Notable proposals include using Radius-based AAA infrastructure for 5G device authentication, enabling network operators to unify identity management and policy enforcement across both wifi and private 5G. This integration allows for a singular policy to be enforced on all sessions from a given device, whether connected via wifi or 5G, simplifying network management and improving user experience. The report includes contributions from tech companies such as Broadcom, Cisco, Nokia, Aruba, Boldyn Networks and Intel.
Additional proposals include a standardised approach for bootstrapping keys on wifi access based on the key material generated from the 5G access authentication. This helps reduce the number of messages exchanged during the initial attach. Proposed is a method and technique for leveraging session keys generated in 3GPP access (5G/LTE) and leveraging the 802.11r capability of wifi infrastructure to derive the fast-roaming keys, as the user moves from private 3GPP to wifi access. This approach results in a reduction of connection establishment time to wifi access.
It is proposed that the network maintain a mapping of service name and network identifier in one access, with the corresponding identifiers in the other access. Both the wifi and private 5G access networks will have awareness of these service mappings.
And it suggests enabling a multi-access capable piece of user equipment (UE) to attach to both wifi and private 5G access networks and have distinct IP address configuration on an access basis. Application-binding to the access is based on the UE policy.

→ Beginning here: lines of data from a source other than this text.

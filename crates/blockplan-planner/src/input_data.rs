//! Leaf operator for input that may not exist yet.
//!
//! Holds either bundles cached from an earlier execution or a factory that
//! produces read bundles on demand. The execution layer swaps either one when
//! it re-binds a plan to fresh upstream results.

use std::fmt;
use std::sync::{Arc, PoisonError, RwLock, RwLockReadGuard, RwLockWriteGuard};

use blockplan_core::bundle::DataBundle;
use blockplan_core::error::{Error, Result};
use blockplan_core::id::OpId;
use blockplan_core::metadata::BlockMetadata;

use crate::aggregate::{aggregate_bundles, MetadataCache};
use crate::logical::LogicalOperator;
use crate::unify::{MergeSchemaUnifier, SchemaUnifier};

/// Produces bundles for a requested parallelism.
pub type InputDataFactory = Arc<dyn Fn(usize) -> Vec<DataBundle> + Send + Sync>;

/// What the operator currently holds. Never both.
#[derive(Clone)]
pub enum InputSource {
    Materialized(Vec<DataBundle>),
    Factory(InputDataFactory),
    /// Both were cleared by updates; only reachable after construction.
    Unbound,
}

impl InputSource {
    pub fn bundles(&self) -> Option<&[DataBundle]> {
        match self {
            InputSource::Materialized(b) => Some(b),
            _ => None,
        }
    }

    pub fn factory(&self) -> Option<&InputDataFactory> {
        match self {
            InputSource::Factory(f) => Some(f),
            _ => None,
        }
    }
}

impl fmt::Debug for InputSource {
    fn fmt(&self, f: &mut fmt::Formatter<'_>) -> fmt::Result {
        match self {
            InputSource::Materialized(b) => f.debug_tuple("Materialized").field(&b.len()).finish(),
            InputSource::Factory(_) => f.write_str("Factory"),
            InputSource::Unbound => f.write_str("Unbound"),
        }
    }
}

/// Source and memo live under one lock so a reader never pairs new bundles
/// with a stale aggregate.
#[derive(Debug)]
struct State {
    source: InputSource,
    cache: MetadataCache,
}

pub struct DeferredInputOperator {
    id: OpId,
    state: RwLock<State>,
    unifier: Arc<dyn SchemaUnifier>,
}

impl DeferredInputOperator {
    pub fn new_with_data(bundles: Vec<DataBundle>) -> Self {
        Self::from_source(InputSource::Materialized(bundles), Arc::new(MergeSchemaUnifier))
    }

    pub fn new_with_factory(factory: InputDataFactory) -> Self {
        Self::from_source(InputSource::Factory(factory), Arc::new(MergeSchemaUnifier))
    }

    /// Build from optional parts; exactly one must be present.
    pub fn try_new(
        input_data: Option<Vec<DataBundle>>,
        factory: Option<InputDataFactory>,
    ) -> Result<Self> {
        let source = match (input_data, factory) {
            (Some(bundles), None) => InputSource::Materialized(bundles),
            (None, Some(factory)) => InputSource::Factory(factory),
            (Some(_), Some(_)) => {
                return Err(Error::InvalidConstruction(
                    "input data and input data factory are mutually exclusive".to_string(),
                ))
            }
            (None, None) => {
                return Err(Error::InvalidConstruction(
                    "one of input data or input data factory is required".to_string(),
                ))
            }
        };
        Ok(Self::from_source(source, Arc::new(MergeSchemaUnifier)))
    }

    /// Swap in a different schema unifier. Consumes `self`, so no cached
    /// aggregate computed with the old unifier can survive.
    pub fn with_unifier(self, unifier: Arc<dyn SchemaUnifier>) -> Self {
        let state = self.state.into_inner().unwrap_or_else(PoisonError::into_inner);
        Self {
            id: self.id,
            state: RwLock::new(State {
                source: state.source,
                cache: MetadataCache::new(),
            }),
            unifier,
        }
    }

    fn from_source(source: InputSource, unifier: Arc<dyn SchemaUnifier>) -> Self {
        let id = OpId::next();
        tracing::trace!(op = %id, ?source, "deferred input created");
        Self {
            id,
            state: RwLock::new(State {
                source,
                cache: MetadataCache::new(),
            }),
            unifier,
        }
    }

    // The guarded state stays consistent across a panic in a reader: the
    // memo is a pure function of the source.
    fn read(&self) -> RwLockReadGuard<'_, State> {
        self.state.read().unwrap_or_else(PoisonError::into_inner)
    }

    fn write(&self) -> RwLockWriteGuard<'_, State> {
        self.state.write().unwrap_or_else(PoisonError::into_inner)
    }

    /// Snapshot of the current source.
    pub fn source(&self) -> InputSource {
        self.read().source.clone()
    }

    pub fn input_data_factory(&self) -> Option<InputDataFactory> {
        self.read().source.factory().cloned()
    }

    /// The bundles this operator would feed into execution: held bundles as
    /// they are, or a fresh factory run for `parallelism`. Does not store the
    /// factory output.
    pub fn materialize(&self, parallelism: usize) -> Option<Vec<DataBundle>> {
        let factory = {
            let state = self.read();
            match &state.source {
                InputSource::Materialized(b) => return Some(b.clone()),
                InputSource::Factory(f) => Arc::clone(f),
                InputSource::Unbound => return None,
            }
        };
        // Run the factory outside the lock; it may be slow.
        let bundles = factory(parallelism);
        tracing::debug!(op = %self.id, parallelism, bundles = bundles.len(), "invoked input data factory");
        Some(bundles)
    }

    /// Replace held bundles. `None` clears them; an installed factory is
    /// kept only in that case.
    pub fn update_data(&self, new_bundles: Option<Vec<DataBundle>>) {
        let mut state = self.write();
        match new_bundles {
            Some(bundles) => {
                tracing::debug!(op = %self.id, bundles = bundles.len(), "input data replaced");
                state.source = InputSource::Materialized(bundles);
            }
            None => {
                if matches!(state.source, InputSource::Materialized(_)) {
                    state.source = InputSource::Unbound;
                }
                tracing::debug!(op = %self.id, "input data cleared");
            }
        }
        state.cache.invalidate();
    }

    /// Replace the factory. Installing one drops any held bundles; `None`
    /// clears a factory but leaves held bundles alone.
    pub fn update_factory(&self, new_factory: Option<InputDataFactory>) {
        let mut state = self.write();
        let had_bundles = matches!(state.source, InputSource::Materialized(_));
        match new_factory {
            Some(factory) => state.source = InputSource::Factory(factory),
            None => {
                if !had_bundles {
                    state.source = InputSource::Unbound;
                }
            }
        }
        tracing::debug!(op = %self.id, had_bundles, "input data factory replaced");
        // Without bundles the aggregate was already the fixed all-unknown value.
        if had_bundles {
            state.cache.invalidate();
        }
    }

    pub fn invalidate_cache(&self) {
        self.write().cache.invalidate();
    }
}

impl fmt::Debug for DeferredInputOperator {
    fn fmt(&self, f: &mut fmt::Formatter<'_>) -> fmt::Result {
        let state = self.read();
        f.debug_struct("DeferredInputOperator")
            .field("id", &self.id)
            .field("source", &state.source)
            .field("cached", &state.cache.is_populated())
            .finish()
    }
}

impl LogicalOperator for DeferredInputOperator {
    fn id(&self) -> OpId {
        self.id
    }

    fn name(&self) -> &str {
        "InputData"
    }

    fn input_dependencies(&self) -> &[Arc<dyn LogicalOperator>] {
        &[]
    }

    fn num_outputs(&self) -> Option<usize> {
        self.read().source.bundles().map(<[DataBundle]>::len)
    }

    fn output_data(&self) -> Option<Vec<DataBundle>> {
        self.read().source.bundles().map(<[DataBundle]>::to_vec)
    }

    fn aggregate_output_metadata(&self) -> BlockMetadata {
        let state = self.read();
        match &state.source {
            InputSource::Materialized(bundles) => state
                .cache
                .get_or_compute(|| aggregate_bundles(bundles, self.unifier.as_ref())),
            // A factory's output is unknown until it runs.
            _ => BlockMetadata::unknown(),
        }
    }

    fn supports_lineage_serialization(&self) -> bool {
        false
    }
}
//! Convenient re-exports for downstream crates.

pub use crate::bundle::DataBundle;
pub use crate::config::PlannerConfig;
pub use crate::error::{Error, Result};
pub use crate::id::{BlockRef, OpId};
pub use crate::metadata::{BlockMetadata, ExecStats};
pub use crate::schema::{DataType, Field, Schema};
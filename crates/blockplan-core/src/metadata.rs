//! Per-block metadata records.
//!
//! Every field is optional: producers fill in what they know. Unknown is a
//! real answer here and must never be read as zero.

use serde::{Deserialize, Serialize};

use crate::schema::Schema;

/// Execution statistics recorded by the task that produced a block.
#[derive(Debug, Clone, Default, PartialEq, Serialize, Deserialize)]
pub struct ExecStats {
    pub wall_time_s: f64,
    pub cpu_time_s: f64,
    pub max_rss_bytes: u64,
}

#[derive(Debug, Clone, Default, PartialEq, Serialize, Deserialize)]
pub struct BlockMetadata {
    pub num_rows: Option<u64>,
    pub size_bytes: Option<u64>,
    pub schema: Option<Schema>,
    pub input_files: Option<Vec<String>>,
    pub exec_stats: Option<ExecStats>,
}

impl BlockMetadata {
    /// Metadata with every field unknown.
    pub fn unknown() -> Self {
        Self::default()
    }

    /// Metadata with known row/byte counts and nothing else.
    pub fn with_counts(num_rows: u64, size_bytes: u64) -> Self {
        Self {
            num_rows: Some(num_rows),
            size_bytes: Some(size_bytes),
            ..Self::default()
        }
    }

    pub fn schema(mut self, schema: Schema) -> Self {
        self.schema = Some(schema);
        self
    }

    pub fn input_files(mut self, files: Vec<String>) -> Self {
        self.input_files = Some(files);
        self
    }

    pub fn exec_stats(mut self, stats: ExecStats) -> Self {
        self.exec_stats = Some(stats);
        self
    }

    pub fn is_unknown(&self) -> bool {
        self.num_rows.is_none()
            && self.size_bytes.is_none()
            && self.schema.is_none()
            && self.input_files.is_none()
            && self.exec_stats.is_none()
    }
}

#[cfg(test)]
mod tests {
    use super::*;
    use crate::schema::{DataType, Field};

    #[test]
    fn unknown_is_not_zero() {
        let unknown = BlockMetadata::unknown();
        let zero = BlockMetadata::with_counts(0, 0);
        assert!(unknown.is_unknown());
        assert!(!zero.is_unknown());
        assert_ne!(unknown, zero);
    }

    #[test]
    fn serde_keeps_unknown_fields_null() {
        let meta = BlockMetadata {
            num_rows: Some(3),
            ..BlockMetadata::unknown()
        }
        .schema(Schema::new(vec![Field::new("id", DataType::Int64, false)]));

        let json = serde_json::to_value(&meta).unwrap();
        assert_eq!(json["num_rows"], 3);
        assert!(json["size_bytes"].is_null());

        let back: BlockMetadata = serde_json::from_value(json).unwrap();
        assert_eq!(back, meta);
    }
}
use thiserror::Error;

/// Canonical result for core.
pub type Result<T> = std::result::Result<T, Error>;

#[derive(Debug, Error)]
pub enum Error {
    /// A bound input was given a different number of block references than
    /// metadata records.
    #[error("shape mismatch: {refs} block refs vs {metadata} metadata records")]
    ShapeMismatch { refs: usize, metadata: usize },

    /// A deferred input was given both (or neither) of bundles and a factory.
    #[error("invalid construction: {0}")]
    InvalidConstruction(String),

    #[error("Invalid configuration: {0}")]
    Config(String),

    #[error("Internal invariant failed: {0}")]
    Invariant(String),
}
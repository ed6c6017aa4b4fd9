use criterion::{criterion_group, criterion_main, Criterion};
use blockplan::prelude::*;

fn make_metadata(blocks: usize) -> Vec<BlockMetadata> {
    let schema = Schema::new(vec![
        Field::new("id", DataType::Int64, false),
        Field::new("name", DataType::Utf8, true),
    ]);
    (0..blocks)
        .map(|i| BlockMetadata::with_counts(1_000 + i as u64, 64_000).schema(schema.clone()))
        .collect()
}

fn bench_aggregate(c: &mut Criterion) {
    let blocks = 10_000;
    let metadata = make_metadata(blocks);
    let refs: Vec<BlockRef> = (0..blocks).map(|_| BlockRef::new()).collect();

    c.bench_function("bound_aggregate_cold_10k", |b| {
        b.iter(|| {
            let op = BoundInputOperator::new(FromKind::Blocks, refs.clone(), metadata.clone())
                .expect("construct");
            op.aggregate_output_metadata()
        })
    });

    let op = BoundInputOperator::new(FromKind::Blocks, refs.clone(), metadata.clone())
        .expect("construct");
    op.aggregate_output_metadata();
    c.bench_function("bound_aggregate_cached_10k", |b| {
        b.iter(|| op.aggregate_output_metadata())
    });

    let bundles = op.input_data().to_vec();
    let deferred = DeferredInputOperator::new_with_data(bundles.clone());
    c.bench_function("deferred_update_then_aggregate_10k", |b| {
        b.iter(|| {
            deferred.update_data(Some(bundles.clone()));
            deferred.aggregate_output_metadata()
        })
    });
}

criterion_group!(benches, bench_aggregate);
criterion_main!(benches);
//! Leaf operators for data that is already materialized in the object store.
//!
//! The `from_*` constructors on the user side turn in-memory data into blocks
//! and hand the refs plus per-block metadata to `BoundInputOperator`. Which
//! constructor produced the blocks is recorded in `FromKind` for display only.

use std::fmt;
use std::sync::Arc;

use serde::{Deserialize, Serialize};

use blockplan_core::bundle::DataBundle;
use blockplan_core::error::{Error, Result};
use blockplan_core::id::{BlockRef, OpId};
use blockplan_core::metadata::BlockMetadata;

use crate::aggregate::{aggregate_bundles, MetadataCache};
use crate::logical::LogicalOperator;
use crate::unify::{MergeSchemaUnifier, SchemaUnifier};

/// Provenance of a bound input.
#[derive(Debug, Clone, Copy, PartialEq, Eq, Hash, Serialize, Deserialize)]
pub enum FromKind {
    Items,
    Blocks,
    Numpy,
    Arrow,
    Pandas,
}

impl FromKind {
    pub fn name(&self) -> &'static str {
        match self {
            FromKind::Items => "FromItems",
            FromKind::Blocks => "FromBlocks",
            FromKind::Numpy => "FromNumpy",
            FromKind::Arrow => "FromArrow",
            FromKind::Pandas => "FromPandas",
        }
    }
}

impl fmt::Display for FromKind {
    fn fmt(&self, f: &mut fmt::Formatter<'_>) -> fmt::Result {
        f.write_str(self.name())
    }
}

/// A fixed list of block refs, one bundle per block. Immutable once built.
pub struct BoundInputOperator {
    id: OpId,
    kind: FromKind,
    input_data: Vec<DataBundle>,
    unifier: Arc<dyn SchemaUnifier>,
    cache: MetadataCache,
}

impl BoundInputOperator {
    pub fn new(
        kind: FromKind,
        block_refs: Vec<BlockRef>,
        block_metadata: Vec<BlockMetadata>,
    ) -> Result<Self> {
        Self::with_unifier(kind, block_refs, block_metadata, Arc::new(MergeSchemaUnifier))
    }

    /// Like `new`, with a caller-chosen schema unifier.
    pub fn with_unifier(
        kind: FromKind,
        block_refs: Vec<BlockRef>,
        block_metadata: Vec<BlockMetadata>,
        unifier: Arc<dyn SchemaUnifier>,
    ) -> Result<Self> {
        if block_refs.len() != block_metadata.len() {
            return Err(Error::ShapeMismatch {
                refs: block_refs.len(),
                metadata: block_metadata.len(),
            });
        }

        // Not owned: the same blocks may back every plan built from this data.
        let input_data: Vec<DataBundle> = block_refs
            .into_iter()
            .zip(block_metadata)
            .map(|(block, meta)| DataBundle::single(block, meta, false))
            .collect();

        let id = OpId::next();
        tracing::trace!(op = %id, kind = %kind, bundles = input_data.len(), "bound input created");

        Ok(Self {
            id,
            kind,
            input_data,
            unifier,
            cache: MetadataCache::new(),
        })
    }

    pub fn kind(&self) -> FromKind {
        self.kind
    }

    pub fn input_data(&self) -> &[DataBundle] {
        &self.input_data
    }

    pub fn num_blocks(&self) -> usize {
        self.input_data.iter().map(DataBundle::num_blocks).sum()
    }

    pub fn invalidate_cache(&mut self) {
        self.cache.invalidate();
    }
}

impl fmt::Debug for BoundInputOperator {
    fn fmt(&self, f: &mut fmt::Formatter<'_>) -> fmt::Result {
        f.debug_struct("BoundInputOperator")
            .field("id", &self.id)
            .field("kind", &self.kind)
            .field("bundles", &self.input_data.len())
            .field("cached", &self.cache.is_populated())
            .finish()
    }
}

impl LogicalOperator for BoundInputOperator {
    fn id(&self) -> OpId {
        self.id
    }

    fn name(&self) -> &str {
        self.kind.name()
    }

    fn input_dependencies(&self) -> &[Arc<dyn LogicalOperator>] {
        &[]
    }

    fn num_outputs(&self) -> Option<usize> {
        Some(self.input_data.len())
    }

    fn output_data(&self) -> Option<Vec<DataBundle>> {
        Some(self.input_data.clone())
    }

    fn aggregate_output_metadata(&self) -> BlockMetadata {
        self.cache
            .get_or_compute(|| aggregate_bundles(&self.input_data, self.unifier.as_ref()))
    }

    // Block refs are tied to the live session.
    fn supports_lineage_serialization(&self) -> bool {
        false
    }
}

#[cfg(test)]
mod tests {
    use super::*;
    use blockplan_core::schema::{DataType, Field, Schema};
    use std::sync::atomic::{AtomicUsize, Ordering};

    fn meta(rows: u64, bytes: u64) -> BlockMetadata {
        BlockMetadata::with_counts(rows, bytes)
    }

    fn refs(n: usize) -> Vec<BlockRef> {
        (0..n).map(|_| BlockRef::new()).collect()
    }

    #[test]
    fn one_unowned_bundle_per_block() {
        let block_refs = refs(3);
        let op = BoundInputOperator::new(
            FromKind::Items,
            block_refs.clone(),
            vec![meta(1, 8), meta(2, 16), meta(3, 24)],
        )
        .unwrap();

        let out = op.output_data().unwrap();
        assert_eq!(out.len(), 3);
        assert_eq!(op.num_outputs(), Some(3));
        assert_eq!(op.num_blocks(), 3);
        for (bundle, block) in out.iter().zip(&block_refs) {
            assert!(!bundle.owns_blocks());
            assert_eq!(bundle.block_refs().next(), Some(block));
        }
        assert_eq!(out, op.input_data());
    }

    #[test]
    fn mismatched_lengths_fail() {
        let err = BoundInputOperator::new(FromKind::Blocks, refs(3), vec![meta(1, 1), meta(1, 1)])
            .unwrap_err();
        assert!(matches!(err, Error::ShapeMismatch { refs: 3, metadata: 2 }));
    }

    #[test]
    fn empty_input_is_known_zero() {
        let op = BoundInputOperator::new(FromKind::Arrow, vec![], vec![]).unwrap();
        let agg = op.aggregate_output_metadata();
        assert_eq!(agg.num_rows, Some(0));
        assert_eq!(agg.size_bytes, Some(0));
        assert_eq!(agg.schema, None);
    }

    #[test]
    fn aggregate_is_memoized_until_invalidated() {
        let calls = Arc::new(AtomicUsize::new(0));
        let counter = Arc::clone(&calls);
        let unifier = move |_: &[&BlockMetadata]| {
            counter.fetch_add(1, Ordering::SeqCst);
            Some(Schema::new(vec![Field::new("x", DataType::Int32, false)]))
        };
        let mut op = BoundInputOperator::with_unifier(
            FromKind::Pandas,
            refs(2),
            vec![meta(10, 100), meta(5, 50)],
            Arc::new(unifier),
        )
        .unwrap();

        let a = op.aggregate_output_metadata();
        let b = op.aggregate_output_metadata();
        assert_eq!(a, b);
        assert_eq!(a.num_rows, Some(15));
        assert_eq!(a.size_bytes, Some(150));
        assert_eq!(calls.load(Ordering::SeqCst), 1);

        op.invalidate_cache();
        assert_eq!(op.aggregate_output_metadata(), a);
        assert_eq!(calls.load(Ordering::SeqCst), 2);
    }

    #[test]
    fn kind_only_affects_name() {
        let kinds = [
            (FromKind::Items, "FromItems"),
            (FromKind::Blocks, "FromBlocks"),
            (FromKind::Numpy, "FromNumpy"),
            (FromKind::Arrow, "FromArrow"),
            (FromKind::Pandas, "FromPandas"),
        ];
        for (kind, name) in kinds {
            let op = BoundInputOperator::new(kind, refs(1), vec![meta(7, 70)]).unwrap();
            assert_eq!(op.name(), name);
            assert_eq!(op.kind(), kind);
            assert!(op.is_source());
            assert!(!op.supports_lineage_serialization());
            assert_eq!(op.aggregate_output_metadata().num_rows, Some(7));
        }
    }
}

The report explores several other technical options, such as service functions, which are extensively deployed in most networks providing features such as security, WAN acceleration and server load balancing. It also covers how a device connectivity status can be shared across networks for optimisations, and how latency can be improved by moving user place traffic in wifi and private 5G access networks.
“The convergence and coexistence of wifi and private 5G play an important role in shaping the future of wireless networking,” said Tiago Rodrigues, WBA CEO. “It will not only help establish the standards needed to ensure its technical success for operators, network owners, enterprises and users, but provide clear advice on the architectural considerations for such converged implementations. In many environments, the coexistence of wifi and private 5G is essential, and there is significant value in realising synergies between these two technologies to increase competitiveness and reduce operational costs by the elimination of redundant functions, simplifying management, and greatly improving end-user experiences.”
A new phase will begin this year, focused on developing industry standards, including roaming, access traffic steering and quality of experience metrics. This convergence strategy should set benchmarks for network interoperability, security and user-centric services, enabling enterprises to harness the strengths of both 5G’s speed and reliability and wifi’s coverage and flexibility.
“Wifi meets the demands of most enterprise customers,” said Matt MacPherson, wireless CTO at Cisco (www.cisco.com). “However, the convergence of wifi and private 5G elevates capabilities by offering policy-based segmentation aligned with business needs. By combining wifi and private 5G with a unified policy, enterprises gain control. Cisco is excited to collaborate on this pioneering report, which provides the architectural and technical guidance enterprises need to leverage the combined strengths of both networks.”
The phase one report can be found at wballiance.com/resource/private-5g-and-wi-fi-convergence-key-use-cases-and-requirements and the phase-two report at wballiance.com/private-5g-and-wi-fi-convergence-phase-2.